Andrew Sullivan reprints the following chart of polling data on the new Health Care Reform law from the Kaiser Family Foundation:
Following Ezra Klein, Sullivan feels that the chart illustrates the difficulty Republicans will have in pursuing a repeal of the new law: almost all elements of the law are very popular (with support in the 70% range).
But something else about the chart stood out for me. Its inherent contradictions, I believe, serve as a clear illustration of the mainstream media's continuing failure to educate the American people on matters of public interest. Furthermore it is a failure that transcends partisan differences.
What caught my eye, primarily, were two items on the list:
A) 71% support for prohibiting insurance companies from denying coverage for people with pre-existing medical conditions.
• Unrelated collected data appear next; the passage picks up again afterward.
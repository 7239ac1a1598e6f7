#![deny(missing_docs)]
//! LogTriage command-line interface.
//!
//! Uploads log files to the analysis backend and renders the resulting
//! report, and checks backend connectivity.

mod transport;

use clap::{Args, Parser, Subcommand, ValueEnum};
use logtriage_core::{
    ApiConfig, ConnectivityStatus, HtmlRenderer, JsonRenderer, MarkdownRenderer, OutputRegion,
    OutputView, Pipeline, RenderedRegion, Renderer, SubmissionOutcome, TextRenderer, Transport,
    UploadFile, contract_json, probe_status,
};
use std::path::{Path, PathBuf};
use transport::ReqwestTransport;

pub(crate) type CliResult<T> = Result<T, Box<dyn std::error::Error + Send + Sync>>;

const DEFAULT_HOST: &str = "localhost";

#[derive(Parser)]
#[command(name = "logtriage", version, about = "LogTriage CLI")]
struct Cli {
    #[command(subcommand)]
    command: Commands,
}

#[derive(Args, Clone)]
struct HostArgs {
    /// Hostname the client runs under; loopback hosts use the development backend.
    #[arg(long, env = "LOGTRIAGE_HOST", default_value = DEFAULT_HOST)]
    host: String,
}

#[derive(Args, Clone)]
struct OutputArgs {
    /// Output format for the rendered view.
    #[arg(long, value_enum, default_value_t = OutputFormat::Text)]
    format: OutputFormat,
    /// Write the rendered view to a file instead of stdout.
    #[arg(long = "report-output")]
    report_output: Option<PathBuf>,
}

#[derive(ValueEnum, Copy, Clone, Debug, Eq, PartialEq)]
enum OutputFormat {
    Text,
    Markdown,
    Html,
    Json,
}

#[derive(Subcommand)]
enum Commands {
    /// Check whether the analysis backend is reachable.
    Status {
        #[command(flatten)]
        host: HostArgs,
        #[command(flatten)]
        report: OutputArgs,
    },
    /// Upload a log file for analysis and render the report.
    Analyze {
        /// Log file to analyze. Nothing happens when omitted.
        file: Option<PathBuf>,
        #[command(flatten)]
        host: HostArgs,
        #[command(flatten)]
        report: OutputArgs,
        /// Skip the backend status check that runs alongside the upload.
        #[arg(long)]
        no_status: bool,
    },
    /// Print the OpenAPI description of the supported backend contract.
    Contract {
        /// Write the document to a file instead of stdout.
        #[arg(long = "report-output")]
        report_output: Option<PathBuf>,
    },
}

#[cfg(not(test))]
#[tokio::main]
async fn main() -> CliResult<()> {
    dotenvy::dotenv().ok();
    env_logger::Builder::from_env(env_logger::Env::default().default_filter_or("info")).init();
    let cli = Cli::parse();

    match cli.command {
        Commands::Status { host, report } => {
            let config = ApiConfig::from_hostname(&host.host);
            let transport = ReqwestTransport::new()?;
            run_status(&transport, &config, &report).await?;
        }
        Commands::Analyze {
            file,
            host,
            report,
            no_status,
        } => {
            let config = ApiConfig::from_hostname(&host.host);
            let transport = ReqwestTransport::new()?;
            let run = run_analyze(transport, config, file, &report, !no_status).await?;
            if let Some(line) = &run.backend_status {
                eprint!("{line}");
            }
            if matches!(run.outcome, SubmissionOutcome::Stale(_)) {
                log::warn!("analysis result was superseded before it could be shown");
            }
        }
        Commands::Contract { report_output } => {
            let output = OutputArgs {
                format: OutputFormat::Json,
                report_output,
            };
            emit_output(&output, contract_json()?).await?;
        }
    }

    Ok(())
}

#[cfg(test)]
fn main() {}

/// Output region for the terminal.
///
/// Progress goes to stderr as soon as it is shown; the final view is kept
/// until the caller emits it.
struct ConsoleRegion {
    inner: RenderedRegion<Box<dyn Renderer + Send>>,
    show_progress: bool,
}

impl ConsoleRegion {
    fn new(format: OutputFormat, show_progress: bool) -> Self {
        Self {
            inner: RenderedRegion::new(renderer_for(format)),
            show_progress,
        }
    }

    fn take_content(&mut self) -> Option<String> {
        self.inner.take_content()
    }
}

impl OutputRegion for ConsoleRegion {
    fn replace(&mut self, view: &OutputView) {
        if self.show_progress && matches!(view, OutputView::Loading(_)) {
            eprint!("{}", TextRenderer.render(view));
        }
        self.inner.replace(view);
    }
}

fn renderer_for(format: OutputFormat) -> Box<dyn Renderer + Send> {
    match format {
        OutputFormat::Text => Box::new(TextRenderer),
        OutputFormat::Markdown => Box::new(MarkdownRenderer),
        OutputFormat::Html => Box::new(HtmlRenderer),
        OutputFormat::Json => Box::new(JsonRenderer),
    }
}

async fn run_status<T: Transport>(
    transport: &T,
    config: &ApiConfig,
    output: &OutputArgs,
) -> CliResult<ConnectivityStatus> {
    let mut region = ConsoleRegion::new(output.format, false);
    let status = probe_status(transport, config, Some(&mut region)).await;
    if let Some(contents) = region.take_content() {
        emit_output(output, contents).await?;
    }
    Ok(status)
}

/// What an `analyze` run produced.
#[derive(Debug)]
struct AnalyzeRun {
    outcome: SubmissionOutcome,
    /// Backend status line from the check that ran alongside the upload.
    backend_status: Option<String>,
}

async fn run_analyze<T: Transport>(
    transport: T,
    config: ApiConfig,
    file: Option<PathBuf>,
    output: &OutputArgs,
    check_status: bool,
) -> CliResult<AnalyzeRun> {
    let upload = match file {
        Some(path) => Some(load_upload(&path).await?),
        None => None,
    };

    let region = ConsoleRegion::new(output.format, true);
    let pipeline = Pipeline::new(config, transport, region);

    if upload.is_none() {
        log::info!("no log file selected; nothing to analyze");
        return Ok(AnalyzeRun {
            outcome: pipeline.submit(None).await,
            backend_status: None,
        });
    }

    let (outcome, backend_status) = if check_status {
        let mut status_region = RenderedRegion::new(TextRenderer);
        let probe = probe_status(
            pipeline.transport(),
            pipeline.config(),
            Some(&mut status_region),
        );
        let (_, outcome) = tokio::join!(probe, pipeline.submit(upload));
        (outcome, status_region.take_content())
    } else {
        (pipeline.submit(upload).await, None)
    };

    let mut region = pipeline.into_region();
    if let Some(contents) = region.take_content() {
        emit_output(output, contents).await?;
    }
    Ok(AnalyzeRun {
        outcome,
        backend_status,
    })
}

async fn load_upload(path: &Path) -> CliResult<UploadFile> {
    let content = tokio::fs::read(path).await.map_err(|err| {
        format!("failed to read log file {}: {err}", path.display())
    })?;
    let name = path
        .file_name()
        .map(|name| name.to_string_lossy().into_owned())
        .unwrap_or_else(|| path.display().to_string());
    Ok(UploadFile::new(name, content))
}

async fn emit_output(output: &OutputArgs, contents: String) -> CliResult<()> {
    if let Some(path) = &output.report_output {
        if let Some(parent) = path.parent() {
            tokio::fs::create_dir_all(parent).await?;
        }
        tokio::fs::write(path, contents).await?;
    } else {
        print!("{contents}");
    }
    Ok(())
}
B) 68% opposition to the public mandate.
The reason these two points are important is because, as any economist can tell you, you can't have one without the other. Requiring insurance companies to cover people with preexisting conditions while not simultaneously requiring conumsers to purchase insurance when they are well would lead to a wholesale bankruptcy of the insurance industry as consumers held off on buying medical insurance until the very moment they need it --secure in the knowledge that coverage, by law, could not be denied them.
Now, typically, the way that serious, self-important, political commentators treat data like this is to scold the American people for "wanting to have their cake and eat it too." But isn't it just as likely that the real problem is that Americans by and large have not been made aware of the essential link that holds between the insurance mandate and the prohibition against denial of coverage for pre-existing conditions? After all, in my personal experience, Americans are fairly reasonable individuals and are possessed of enough innate intelligence to grasp the essential conflict between point A and point B once it is explained to them. And in view of the well documented and widespread public belief in falsehoods as wide ranging as the "death panel" myth and the fantasy that Barack Obama raised taxes, I don't think it can be denied that the media does an awful job of educating the public (as opposed to merely reprinting disingenuous, dishonest, misleading, partisan talking points).
The reason why I think this particular issue escapes the partisan divide is this: whether you are opposed to the new Health Care Reform law or whether you support it, you need somehow to account for Americans' incompatible views on point A and B above.
If you're opposed to the law, then you probably feel that Americans' desire to see a prohibition on coverage exclusions for pre-existing conditions is predicated on their ignorance of the essential link between this provision and the provision that they be required to purchase coverage. Once Americans realize how closely tied they are, you might surmise, support for the pre-existing condition portion of the law would drop accordingly.
And vice versa: if you support the law then you probably believe that most Americans would have less of a problem with the individual mandate if they realized that it's essential to ensuring that insurers cannot deny you coverage for a preexisting condition.
Regardless of where you fall on the political spectrum teh end result is that what you are objecting to is not the fact that Americans want the impossible. It's the fact that they don't realize that they want the impossible. They simply haven't been educated on the link between provision A and provision B. And that, my friends, is a failure of the mainstream media to do its job.